2. Explain **TRPO** (Trust Region Policy Optimization).
- What problem is it trying to solve compared to vanilla policy gradient?
- What is the role of a KL-divergence “trust region” constraint?
3. Explain **PPO** (Proximal Policy Optimization).
- How does PPO approximate TRPO’s trust-region behavior?
- What is the clipped surrogate objective trying to prevent?
4. Explain **GAE** (Generalized Advantage Estimation).
- What is the definition of the advantage function?
- How does GAE trade off bias vs variance, and what does the \(\lambda\) parameter do?
### Part B — Attention Mechanisms
1. Explain **linear attention**.
- Why is it called “linear” (in what variable does complexity become linear)?
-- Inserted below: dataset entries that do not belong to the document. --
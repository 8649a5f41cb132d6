//! Orchestrator for one spoken conversation turn
//!
//! Drives capture -> STT -> dialogue -> TTS -> playback and returns to
//! listening (auto mode) or idle. At most one turn is in flight; every
//! failure ends the turn in `Idle` and is reported on the event channel.

use crate::audio::{dump_capture, AudioMonitor};
use crate::config::{RecordingMode, Settings, SettingsStore};
use crate::error::{Result, TurnError};
use crate::integration::state::{OrchestratorEvent, TurnState};
use crate::llm::ContextAssembler;
use crate::messages::{HistoryStore, Role};
use crate::services::{BackendFactory, ServiceRegistry, Services};
use crossbeam_channel::{bounded, Receiver, Sender, TrySendError};
use parking_lot::Mutex;
use std::sync::Arc;
use tokio::sync::mpsc;
use tracing::{debug, error, info, warn};

const EVENT_BUFFER_SIZE: usize = 100;

/// Services and settings a turn was started with
///
/// A settings change during `Processing` does not touch these; the turn
/// finishes against them.
#[derive(Clone)]
struct ActiveTurn {
    services: Services,
    settings: Settings,
    epoch: u64,
}

struct TurnControl {
    state: TurnState,
    /// Bumped on every settings change
    epoch: u64,
    active: Option<ActiveTurn>,
}

/// Handle for the presentation layer
///
/// Exposes the single `begin_turn` trigger, state reads, the input level and
/// the event channel.
#[derive(Clone)]
pub struct OrchestratorHandle {
    orchestrator: Arc<Orchestrator>,
    event_rx: Receiver<OrchestratorEvent>,
}

impl OrchestratorHandle {
    /// Start a turn, or end capture if already listening
    pub async fn begin_turn(&self) -> Result<()> {
        self.orchestrator.begin_turn().await
    }

    pub fn state(&self) -> TurnState {
        self.orchestrator.state()
    }

    /// Check if capture is active
    pub fn is_listening(&self) -> bool {
        self.state().is_listening()
    }

    /// Check if a turn is being set up or processed
    pub fn is_responding(&self) -> bool {
        self.state().is_responding()
    }

    /// Input level passthrough for the UI meter
    pub fn audio_level(&self) -> f32 {
        self.orchestrator.monitor.level()
    }

    /// Try to receive an event (non-blocking)
    pub fn try_recv_event(&self) -> Option<OrchestratorEvent> {
        self.event_rx.try_recv().ok()
    }

    /// Get the event receiver
    pub fn event_receiver(&self) -> Receiver<OrchestratorEvent> {
        self.event_rx.clone()
    }

    pub fn orchestrator(&self) -> &Arc<Orchestrator> {
        &self.orchestrator
    }
}

/// The turn state machine
pub struct Orchestrator {
    registry: ServiceRegistry,
    settings: SettingsStore,
    monitor: Arc<dyn AudioMonitor>,
    history: Arc<dyn HistoryStore>,
    turn: Mutex<TurnControl>,
    event_tx: Sender<OrchestratorEvent>,
}

impl Orchestrator {
    /// Create an orchestrator in `Idle`
    ///
    /// Backends are not built until the first `begin_turn`.
    pub fn new(
        factory: Arc<dyn BackendFactory>,
        settings: SettingsStore,
        monitor: Arc<dyn AudioMonitor>,
        history: Arc<dyn HistoryStore>,
    ) -> (Arc<Self>, OrchestratorHandle) {
        let (event_tx, event_rx) = bounded(EVENT_BUFFER_SIZE);

        let orchestrator = Arc::new(Self {
            registry: ServiceRegistry::new(factory),
            settings,
            monitor,
            history,
            turn: Mutex::new(TurnControl {
                state: TurnState::Idle,
                epoch: 0,
                active: None,
            }),
            event_tx,
        });

        let handle = OrchestratorHandle {
            orchestrator: Arc::clone(&orchestrator),
            event_rx,
        };

        (orchestrator, handle)
    }

    pub fn state(&self) -> TurnState {
        self.turn.lock().state
    }

    /// Whether a turn currently holds backend handles
    pub fn has_active_turn(&self) -> bool {
        self.turn.lock().active.is_some()
    }

    pub fn registry(&self) -> &ServiceRegistry {
        &self.registry
    }

    /// Presentation trigger
    ///
    /// From `Idle`: validate/build services, then start capture. From
    /// `Listening`: stop capture so the monitor delivers the buffer, or
    /// restart it if the monitor already stopped. While responding: ignored,
    /// nothing is queued.
    pub async fn begin_turn(&self) -> Result<()> {
        let epoch = {
            let mut turn = self.turn.lock();
            match turn.state {
                TurnState::Idle => {}
                TurnState::Listening => {
                    if self.monitor.is_capturing() {
                        debug!("Ending capture on user request");
                        self.monitor.stop_capture();
                        return Ok(());
                    }
                    info!("Listening without an active capture, restarting it");
                    return self.resume_capture(&mut turn);
                }
                TurnState::AwaitingServices | TurnState::Processing => {
                    debug!("Turn already in flight ({}), ignoring trigger", turn.state);
                    return Ok(());
                }
            }
            self.set_state(&mut turn, TurnState::AwaitingServices);
            turn.epoch
        };

        let settings = self.settings.snapshot();
        let built = self.registry.ensure_valid(&settings).await;

        let mut turn = self.turn.lock();
        let services = match built {
            Ok(services) => services,
            Err(e) => {
                self.enter_idle(&mut turn);
                return Err(self.report(TurnError::Config(e)));
            }
        };

        if turn.epoch != epoch {
            info!("Settings changed while initializing services, not starting capture");
            self.enter_idle(&mut turn);
            return Ok(());
        }

        if let Err(e) = self.monitor.start_capture() {
            self.enter_idle(&mut turn);
            return Err(self.report(TurnError::Capture(format!("{:#}", e))));
        }

        turn.active = Some(ActiveTurn {
            services,
            settings,
            epoch,
        });
        self.set_state(&mut turn, TurnState::Listening);
        Ok(())
    }

    /// Finished buffer from the audio monitor
    ///
    /// Runs the whole pipeline when listening. An empty or absent buffer ends
    /// a capture without speech; capture is restarted and the orchestrator
    /// keeps listening.
    pub async fn speech_captured(&self, samples: Option<Vec<i16>>) -> Result<()> {
        let (active, samples) = {
            let mut turn = self.turn.lock();
            if !turn.state.is_listening() {
                debug!("Captured audio arrived while {}, dropping it", turn.state);
                return Ok(());
            }

            let samples = match samples {
                Some(samples) if !samples.is_empty() => samples,
                _ => {
                    info!("No speech detected, still listening");
                    if self.monitor.is_capturing() {
                        return Ok(());
                    }
                    return self.resume_capture(&mut turn);
                }
            };

            let Some(active) = turn.active.clone() else {
                warn!("Listening without services, returning to idle");
                self.enter_idle(&mut turn);
                return Ok(());
            };

            self.set_state(&mut turn, TurnState::Processing);
            (active, samples)
        };

        if active.settings.recording_mode() == RecordingMode::Auto && self.monitor.is_capturing() {
            self.monitor.stop_capture();
        }

        let outcome = self.run_pipeline(&active, &samples).await;

        let mut turn = self.turn.lock();
        match outcome {
            Ok(()) => {
                let resume = active.settings.recording_mode() == RecordingMode::Auto
                    && turn.epoch == active.epoch;
                if !resume {
                    self.enter_idle(&mut turn);
                    return Ok(());
                }

                self.resume_capture(&mut turn)?;
                self.set_state(&mut turn, TurnState::Listening);
                Ok(())
            }
            Err(e) => {
                self.enter_idle(&mut turn);
                Err(self.report(e))
            }
        }
    }

    /// Apply a settings change
    ///
    /// Always invalidates the registry. Outside `Processing` it also stops
    /// capture and returns to `Idle`; an in-flight turn finishes against its
    /// old services and does not auto-resume.
    pub fn configuration_changed(&self) {
        self.registry.invalidate();

        let mut turn = self.turn.lock();
        turn.epoch += 1;

        match turn.state {
            TurnState::Processing => {
                info!("Settings changed mid-turn, applying after the current turn");
            }
            TurnState::AwaitingServices => {
                info!("Settings changed while initializing services");
            }
            TurnState::Idle | TurnState::Listening => {
                if self.monitor.is_capturing() {
                    self.monitor.stop_capture();
                }
                self.enter_idle(&mut turn);
            }
        }
    }

    /// Feed finished buffers from the monitor until the sender closes
    pub async fn run_capture_events(self: Arc<Self>, mut rx: mpsc::Receiver<Option<Vec<i16>>>) {
        while let Some(samples) = rx.recv().await {
            // Failures are already reported on the event channel.
            let _ = self.speech_captured(samples).await;
        }
        debug!("Capture event stream closed");
    }

    /// Apply every settings change published by the store
    pub async fn watch_settings(self: Arc<Self>) {
        let mut rx = self.settings.subscribe();
        while rx.changed().await.is_ok() {
            rx.borrow_and_update();
            self.configuration_changed();
        }
    }

    async fn run_pipeline(&self, active: &ActiveTurn, samples: &[i16]) -> Result<()> {
        let settings = &active.settings;
        let services = &active.services;

        if let Some(dir) = &settings.conversation.capture_dump_dir {
            if let Err(e) = dump_capture(dir, samples, settings.conversation.sample_rate) {
                warn!("Failed to dump capture: {:#}", e);
            }
        }

        debug!("Recognizing {} samples", samples.len());
        let transcript = services
            .recognizer
            .recognize(samples)
            .await
            .map_err(|e| TurnError::Recognition(format!("{:#}", e)))?;
        let transcript = transcript.trim().to_string();
        if transcript.is_empty() {
            return Err(TurnError::Recognition("no speech recognized".to_string()));
        }
        info!("Transcription: {}", transcript);
        self.emit(OrchestratorEvent::Transcription(transcript.clone()));

        self.history
            .append(&transcript, Role::User)
            .await
            .map_err(|e| TurnError::History(format!("{:#}", e)))?;

        let recent = self
            .history
            .recent(settings.conversation.context_window)
            .await
            .map_err(|e| TurnError::History(format!("{:#}", e)))?;
        let request = ContextAssembler::build_request(&recent, &settings.dialogue);
        debug!(
            "Sending {} messages to {}",
            request.messages.len(),
            request.model
        );

        let response = services
            .dialogue
            .send(&request)
            .await
            .map_err(|e| TurnError::Dialogue(format!("{:#}", e)))?;
        info!("Response: {} chars", response.len());
        self.emit(OrchestratorEvent::Response(response.clone()));

        self.history
            .append(&response, Role::Assistant)
            .await
            .map_err(|e| TurnError::History(format!("{:#}", e)))?;

        let mut playback = services
            .synthesizer
            .speak(&response)
            .await
            .map_err(|e| TurnError::Synthesis(format!("{:#}", e)))?;
        playback
            .wait_for_completion()
            .await
            .map_err(|e| TurnError::Synthesis(format!("{:#}", e)))?;
        self.emit(OrchestratorEvent::PlaybackComplete);

        Ok(())
    }

    /// Start the monitor again for the current turn, or fall back to `Idle`
    fn resume_capture(&self, turn: &mut TurnControl) -> Result<()> {
        if let Err(e) = self.monitor.start_capture() {
            self.enter_idle(turn);
            return Err(self.report(TurnError::Capture(format!("{:#}", e))));
        }
        Ok(())
    }

    /// Idle holds no services; the next turn asks the registry again
    fn enter_idle(&self, turn: &mut TurnControl) {
        turn.active = None;
        self.set_state(turn, TurnState::Idle);
    }

    fn set_state(&self, turn: &mut TurnControl, state: TurnState) {
        if turn.state == state {
            return;
        }
        debug!("Turn state {} -> {}", turn.state, state);
        turn.state = state;
        self.emit(OrchestratorEvent::StateChanged(state));
    }

    fn report(&self, err: TurnError) -> TurnError {
        error!("Turn failed: {}", err);
        self.emit(OrchestratorEvent::Error {
            message: err.user_message(),
            config_actionable: err.is_config_actionable(),
        });
        err
    }

    fn emit(&self, event: OrchestratorEvent) {
        match self.event_tx.try_send(event) {
            Ok(()) => {}
            Err(TrySendError::Full(event)) => debug!("Event channel full, dropping {:?}", event),
            Err(TrySendError::Disconnected(_)) => {}
        }
    }
}
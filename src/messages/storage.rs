use super::types::{ChatMessage, Role};
use async_trait::async_trait;
use parking_lot::RwLock;
use std::sync::Arc;

/// Persisted chat history as seen by the orchestrator
///
/// The orchestrator only appends and reads a recent window. Appends must be
/// atomic; `recent` returns messages oldest first.
#[async_trait]
pub trait HistoryStore: Send + Sync {
    async fn append(&self, content: &str, role: Role) -> anyhow::Result<ChatMessage>;

    async fn recent(&self, count: usize) -> anyhow::Result<Vec<ChatMessage>>;

    async fn len(&self) -> anyhow::Result<usize>;
}

#[derive(Debug, Default)]
struct StorageInner {
    messages: Vec<ChatMessage>,
    next_ordinal: u64,
}

#[derive(Debug, Clone)]
pub struct MessageStorage {
    inner: Arc<RwLock<StorageInner>>,
}

impl MessageStorage {
    pub fn new() -> Self {
        Self {
            inner: Arc::new(RwLock::new(StorageInner::default())),
        }
    }

    pub fn add(&self, content: impl Into<String>, role: Role) -> ChatMessage {
        let mut inner = self.inner.write();
        let message = ChatMessage::new(inner.next_ordinal, role, content);
        inner.next_ordinal += 1;
        inner.messages.push(message.clone());
        message
    }

    pub fn get_all(&self) -> Vec<ChatMessage> {
        self.inner.read().messages.clone()
    }

    /// Last `count` messages, oldest first
    pub fn get_recent(&self, count: usize) -> Vec<ChatMessage> {
        let inner = self.inner.read();
        let start = inner.messages.len().saturating_sub(count);
        inner.messages[start..].to_vec()
    }

    pub fn clear(&self) {
        self.inner.write().messages.clear();
    }

    pub fn len(&self) -> usize {
        self.inner.read().messages.len()
    }

    pub fn is_empty(&self) -> bool {
        self.inner.read().messages.is_empty()
    }

    /// Export history to JSON
    pub fn to_json(&self) -> Result<String, serde_json::Error> {
        serde_json::to_string_pretty(&self.inner.read().messages)
    }

    /// Replace history with messages from JSON
    pub fn from_json(&self, json: &str) -> Result<(), serde_json::Error> {
        let mut messages: Vec<ChatMessage> = serde_json::from_str(json)?;
        messages.sort_by_key(|m| m.ordinal);

        let mut inner = self.inner.write();
        inner.next_ordinal = messages.last().map_or(0, |m| m.ordinal + 1);
        inner.messages = messages;
        Ok(())
    }
}

impl Default for MessageStorage {
    fn default() -> Self {
        Self::new()
    }
}

#[async_trait]
impl HistoryStore for MessageStorage {
    async fn append(&self, content: &str, role: Role) -> anyhow::Result<ChatMessage> {
        Ok(self.add(content, role))
    }

    async fn recent(&self, count: usize) -> anyhow::Result<Vec<ChatMessage>> {
        Ok(self.get_recent(count))
    }

    async fn len(&self) -> anyhow::Result<usize> {
        Ok(MessageStorage::len(self))
    }
}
- What approximation or structural change is made vs. standard softmax attention?
- What information can be lost compared with exact softmax attention?
2. Explain **Group-Query Attention (GQA)**.
- What is grouped/shared between heads?
- Why does it help inference efficiency and KV-cache memory?
- What are typical quality/accuracy trade-offs?
Quick Answer: This question evaluates understanding of reinforcement learning policy types and modern policy-gradient techniques (TRPO, PPO, GAE) alongside attention mechanism variants (linear attention, Group‑Query Attention), testing competency in algorithmic trade-offs, stability, bias–variance dynamics, and efficiency considerations.